Partnering with, or licensing to, a large pharmaceutical company with excellent manufacturing, marketing, sales, and distribution capacities. Lilly and Pfizer are examples of companies who have lost or will lose patent protection for their drugs used to treat chronic pain.
Global painful diabetic neuropathy (PDN) drug sales currently amount to $4.8 billion and are projected to attain $8.9 billion by 2026. Lyrica (patent ending in 2018) accounts for the largest market share in 2017. Pfizer’s revenue from Lyrica in 2017 was $5.1 billion and it is estimated that 30-35% of these sales were for treatment of neuropathic pain, particularly that arising from PDN ($1.5 billion). Projections of growth for Lyrica are bleak because of entry of generic versions of pregabalin (Lyrica) into the market. However, the generics will be saddled with current evidence for abuse potential of pregabalin and mortality when combined with large doses of opiates. A novel medication, significantly more effective than Lyrica, with no measurable abuse potential and fewer side effects should be able to capture the PDN market share currently held by Lyrica. Entry into other chronic pain markets (e.g., osteoarthritis, fibromyalgia) impacted by Lyrica offers additional revenue opportunities. The current discounted cost of a month’s supply of Lyrica is ≈$414. We estimate that commercial production of Kindolor would result in pricing in the range of $250 for a one-month supply.
Lohocla prides itself in conceptualizing novel approaches (molecules) for solving difficult medical problems such as chronic pain and addiction.

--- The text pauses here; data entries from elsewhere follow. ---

//! API endpoints for custom message fan-out.

use axum::{
    extract::State,
    http::StatusCode,
    response::sse::{Event, KeepAlive, Sse},
    Json,
};
use futures::stream::{self, Stream, StreamExt};
use serde::Deserialize;
use std::convert::Infallible;
use tokio_stream::wrappers::BroadcastStream;

use crate::core::types::now_millis;
use crate::web::router::AppState;

#[derive(Deserialize)]
pub struct CustomMessageRequest {
    #[serde(default)]
    pub message: String,
}

/// Broadcast a message to every stream subscriber.
pub async fn publish_custom_message(
    State(state): State<AppState>,
    Json(payload): Json<CustomMessageRequest>,
) -> (StatusCode, Json<serde_json::Value>) {
    if payload.message.is_empty() {
        return (
            StatusCode::BAD_REQUEST,
            Json(serde_json::json!({ "error": "Invalid message" })),
        );
    }

    match state.relay.publish(payload.message) {
        Ok(delivered) => {
            tracing::debug!("Custom message relayed to {} subscribers", delivered);
            (StatusCode::OK, Json(serde_json::json!({ "ok": true })))
        }
        Err(e) => (
            StatusCode::SERVICE_UNAVAILABLE,
            Json(serde_json::json!({ "error": e.to_string() })),
        ),
    }
}

/// Server-sent event stream of relayed messages, opened with a ping.
pub async fn stream_custom_messages(
    State(state): State<AppState>,
) -> Result<Sse<impl Stream<Item = Result<Event, Infallible>>>, StatusCode> {
    let receiver = state
        .relay
        .subscribe()
        .map_err(|_| StatusCode::SERVICE_UNAVAILABLE)?;

    let ping = Event::default()
        .data(serde_json::json!({ "ping": true, "time": now_millis() }).to_string());

    let messages = BroadcastStream::new(receiver).filter_map(|item| async move {
        match item {
            Ok(message) => serde_json::to_string(&message)
                .ok()
                .map(|data| Ok(Event::default().data(data))),
            Err(e) => {
                tracing::warn!("Custom message stream lagged: {}", e);
                None
            }
        }
    });

    let events = stream::once(async move { Ok(ping) }).chain(messages);
    Ok(Sse::new(events).keep_alive(KeepAlive::default()))
}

Lohocla completes proof-of-concept pre-clinical studies and Phase 1, with the assistance of NIH grant funding and early stage investors. Lohocla then seeks partners or a licensor to sponsor the post-IND Phase 2 clinical trials and take the product to market. Currently, there are public companies with failed Phase II studies that need new candidates for their pipelines. If working with a partner lacking sales and distribution capacity, Lohocla and its partner will seek to engage with pharma companies that have these capacities as well as established expertise in the chronic pain market segment (e.g., Lilly, Pfizer, Purdue).

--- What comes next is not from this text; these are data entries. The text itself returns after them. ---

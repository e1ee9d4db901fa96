//! Web server module (Axum + API).

pub mod api;
pub mod router;
pub mod server;

pub use router::{create_app_router, AppState};
pub use server::{run_server, WebServerConfig};
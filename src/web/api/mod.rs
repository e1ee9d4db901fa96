//! API endpoints module.

pub mod dispatch;
pub mod relay;

pub use dispatch::{agent_response, status, submit, ApiError};
pub use relay::{publish_custom_message, stream_custom_messages};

Lohocla has pipelines for products in two areas, chronic pain treatment/prevention and addiction treatment. Licensing our IP in either or both areas at a point that we have Phase II-ready medications, will generate capital and income. The strategy at that point will be determined by the remaining strength of the pipeline and the consideration will be to go public or be acquired on terms highly favorable to our investors.